DROGA „NA SKRÓTY MOŻE TWOJA FIRMĘ SPORO KOSZTOWAĆ-2.jpg


Każdy z nas szuka możliwie najszybszych rozwiązań. Często określamy je także mianem optymalnych – to nic złego, że staramy się szanować swój czas i maksymalizować korzyści płynące z roboczogodzin. Czasem taki zabieg daje nam też dodatkową chwilę na regenerację, a i ten aspekt jest przecież niesamowicie istotny. Jednak pojawia się też kilka sytuacji, w których celowe pominięcie, a wręcz zaniechanie określonych czynności, może być katastrofalne w skutkach.

W tym przypadku mowa o wyraźnych wytycznych prawnych związanych z rejestrem BDO – pewnych działań w dokumentacji związanej z ewidencją po prostu nie można pomijać. Niestety, może zdarzyć się, że w wyniku braku komunikacji i odpowiedniego nadzoru, pracownik obierze niebezpieczny szlak „na skróty”. Przyjrzyjmy się zatem możliwym scenariuszom i sposobom radzenia sobie z takimi sytuacjami.


W tym artykule sprawdzamy:  wysokość kar oraz typowe błędy popełniane przy prowadzeniu KPO, czy brak umiejętności to odpowiednia wymówka dla pracownika, jak dużą rolę odgrywa komunikacja pomiędzy centralą a oddziałami, a także sugerujemy gotowe, kompleksowe rozwiązanie, pozwalające na wdrożenie nadzoru i uzupełnienia luk w dotychczasowych rozwiązaniach.

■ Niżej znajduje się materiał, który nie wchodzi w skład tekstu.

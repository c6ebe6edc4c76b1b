//! Base error types for mentat
//!
//! This module provides the foundation error types that all crates can use.

use thiserror::Error;

/// Base error type for shared functionality
#[derive(Error, Debug)]
pub enum Error {
    /// IO error
    #[error("IO error: {0}")]
    Io(#[from] std::io::Error),

    /// Invalid configuration value
    #[error("Invalid configuration: {0}")]
    InvalidConfig(String),

    /// Interactive prompt failed or was interrupted
    #[error("Prompt failed: {0}")]
    Prompt(String),

    /// Generic error message
    #[error("{0}")]
    Message(String),
}

/// Result type alias
pub type Result<T> = std::result::Result<T, Error>;
#[cfg(test)]
mod tests {
    #![allow(clippy::unwrap_used, clippy::panic)]
    use super::*;
    use crate::state::MemoryStateStore;
    use tempfile::TempDir;

    struct Fixture {
        _temp: TempDir,
        layout: SymlinkLayout,
        state: MemoryStateStore,
    }

    impl Fixture {
        fn new() -> Self {
            let temp = TempDir::new().unwrap();
            let repo = temp.path().join("dotfiles");
            let layout = SymlinkLayout {
                source_root: repo.join("home"),
                repo_root: repo,
                target_root: temp.path().join("home"),
                backups_root: temp.path().join("state/backups"),
            };
            fs::create_dir_all(layout.source_root.join(".config/git")).unwrap();
            fs::create_dir_all(&layout.target_root).unwrap();
            fs::write(layout.source_root.join(".bashrc"), "export A=1\n").unwrap();
            fs::write(layout.source_root.join(".config/git/config"), "[user]\n").unwrap();
            Self {
                _temp: temp,
                layout,
                state: MemoryStateStore::new(),
            }
        }

        fn manager(&self) -> SymlinkManager<'_> {
            SymlinkManager::new(
                self.layout.clone(),
                IgnoreMatcher::new(["*.md"]),
                &self.state,
            )
        }

        fn target(&self, rel: &str) -> PathBuf {
            self.layout.target_root.join(rel)
        }

        fn source(&self, rel: &str) -> PathBuf {
            self.layout.source_root.join(rel)
        }
    }

    #[test]
    fn test_setup_creates_links_and_is_idempotent() {
        let fx = Fixture::new();
        fs::write(fx.source("README.md"), "docs").unwrap();

        let first = fx.manager().setup().unwrap();
        assert_eq!(first.created.len(), 2);
        assert!(first.backup_dir.is_none());
        assert_eq!(fs::read_link(fx.target(".bashrc")).unwrap(), fx.source(".bashrc"));
        assert_eq!(
            fs::read_link(fx.target(".config/git/config")).unwrap(),
            fx.source(".config/git/config")
        );
        assert!(fs::symlink_metadata(fx.target("README.md")).is_err());

        let second = fx.manager().setup().unwrap();
        assert!(!second.changed());
        assert_eq!(second.unchanged, 2);
        assert!(second.backup_dir.is_none());
        assert!(!fx.layout.backups_root.exists());
    }

    #[test]
    fn test_setup_backs_up_occupants() {
        let fx = Fixture::new();
        fs::write(fx.target(".bashrc"), "old local rc").unwrap();

        let report = fx.manager().setup().unwrap();

        let backup_dir = report.backup_dir.unwrap();
        assert_eq!(report.backed_up, vec![fx.target(".bashrc")]);
        assert_eq!(
            fs::read_to_string(backup_dir.join(".bashrc")).unwrap(),
            "old local rc"
        );
        assert_eq!(fs::read_link(fx.target(".bashrc")).unwrap(), fx.source(".bashrc"));
    }

    #[test]
    fn test_verify_repairs_recoverable_and_flags_broken() {
        let fx = Fixture::new();
        fx.manager().setup().unwrap();

        // Recoverable: link deleted, repository file still there
        fs::remove_file(fx.target(".bashrc")).unwrap();
        // Unrecoverable: repository file deleted
        fs::remove_file(fx.source(".config/git/config")).unwrap();

        let report = fx.manager().verify().unwrap();
        assert_eq!(report.total, 2);
        assert_eq!(report.repaired, vec![fx.target(".bashrc")]);
        assert_eq!(report.broken, vec![fx.target(".config/git/config")]);
        assert!(fx.target(".bashrc").exists());
        assert!(fx.state.journal_contains(Journal::Sync, "1 broken"));

        let inventory = fx.manager().inventory().unwrap();
        assert_eq!(inventory.total, 2);
        assert_eq!(inventory.broken.len(), 1);
    }

    #[test]
    fn test_repair_prunes_links_to_removed_files() {
        let fx = Fixture::new();
        fx.manager().setup().unwrap();
        fs::remove_file(fx.source(".config/git/config")).unwrap();

        let (verified, setup) = fx.manager().repair().unwrap();
        assert_eq!(verified.broken.len(), 1);
        assert_eq!(setup.pruned, vec![fx.target(".config/git/config")]);
        assert!(fs::symlink_metadata(fx.target(".config/git/config")).is_err());

        let inventory = fx.manager().inventory().unwrap();
        assert_eq!(inventory.total, 1);
        assert!(inventory.broken.is_empty());
    }

    #[test]
    fn test_user_replaced_link_is_released() {
        let fx = Fixture::new();
        fx.manager().setup().unwrap();
        fs::remove_file(fx.target(".bashrc")).unwrap();
        fs::write(fx.target(".bashrc"), "mine now").unwrap();

        let report = fx.manager().verify().unwrap();
        assert_eq!(report.total, 1);
        assert!(report.broken.is_empty());
        assert_eq!(fs::read_to_string(fx.target(".bashrc")).unwrap(), "mine now");
    }

    #[test]
    fn test_remove_all_only_removes_links() {
        let fx = Fixture::new();
        fx.manager().setup().unwrap();

        let removed = fx.manager().remove_all().unwrap();
        assert_eq!(removed, 2);
        assert!(fs::symlink_metadata(fx.target(".bashrc")).is_err());
        assert!(fx.source(".bashrc").exists());
        assert!(fx.state.load_link_manifest().unwrap().links.is_empty());
    }
}
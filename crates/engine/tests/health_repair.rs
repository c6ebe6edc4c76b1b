//! Auto-repair against a real checkout

#![allow(clippy::unwrap_used, clippy::panic)]

mod common;

use common::{Machine, Remote};
use mentat_engine::health::GIT_LOCK_GRACE;
use mentat_engine::{Error, HealthEvaluator, Journal};
use std::fs;
use std::time::{Duration, SystemTime};

fn age(path: &std::path::Path, by: Duration) {
    fs::File::options()
        .write(true)
        .open(path)
        .unwrap()
        .set_modified(SystemTime::now() - by)
        .unwrap();
}

#[test]
fn test_repair_refuses_while_sync_holds_lock() {
    let remote = Remote::new();
    let m1 = Machine::clone_from(&remote, "m1");
    let ws = m1.workspace();
    let index_lock = m1.repo.join(".git/index.lock");
    fs::write(&index_lock, "").unwrap();
    age(&index_lock, 2 * GIT_LOCK_GRACE);

    let held = ws.lock_manager().acquire(Duration::from_secs(1)).unwrap();
    let evaluator = HealthEvaluator::new(&ws).with_network_probe(false);
    let err = evaluator.repair_locked(Duration::ZERO).unwrap_err();

    assert!(err.is_retryable());
    assert!(matches!(err, Error::LockTimeout { .. }));
    // Even an old git lock is left for the lock holder
    assert!(index_lock.exists());
    held.release().unwrap();

    let report = evaluator.repair_locked(Duration::from_secs(1)).unwrap();
    assert!(!index_lock.exists());
    assert!(report.actions.contains(&"removed .git/index.lock".to_string()));
    assert!(ws.lock_manager().holder().is_none());
    assert!(m1.state.journal_contains(Journal::Health, "auto-repair: removed .git/index.lock"));
}

#[test]
fn test_repair_keeps_fresh_git_lock() {
    let remote = Remote::new();
    let m1 = Machine::clone_from(&remote, "m1");
    let ws = m1.workspace();
    let index_lock = m1.repo.join(".git/index.lock");
    fs::write(&index_lock, "").unwrap();

    let report = HealthEvaluator::new(&ws)
        .with_network_probe(false)
        .repair_locked(Duration::from_secs(1))
        .unwrap();

    assert!(index_lock.exists());
    assert!(!report.actions.iter().any(|a| a.contains("index.lock")));
    assert!(report.failures.is_empty(), "{:?}", report.failures);
}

Kary administracyjne za nieprawidłowe ewidencjonowanie Zacznijmy od najbardziej przykrych wiadomości: każdy podmiot, który od 23 września 2021 roku zostanie przyłapany na nieprawidłowościach – lub co gorsza, całkowitym pominięciu konieczności zgłoszenia do BDO – może zostać ukarany administracyjną karą pieniężną. Ta wynosi od 1000, aż do 1 000 000 zł. Przed wcześniej wskazaną datą widełki były znacznie łagodniejsze, bo była to przede wszystkim grzywna nakładana na konkretnego pracownika w procesie mandatowym i mogła zamknąć się maksymalnie w 5000 zł. Nowelizacja jednak zmieniła sporo i teraz tym bardziej warto mieć się na baczności podczas planowania działań w zakresie gospodarowania odpadami. Za co można dostać karę w przypadku niedociągnięć wynikających z działań pracowników? Między innymi są to:

  • nieprowadzenie ewidencji odpadów,
  • zaniechania sprawiają,
  • że wpisy są niezgodne ze stanem rzeczywistym,
  • problemy z terminowością w prowadzeniu rejestru,
  • wybiórcze traktowanie obowiązków związanych z BDO.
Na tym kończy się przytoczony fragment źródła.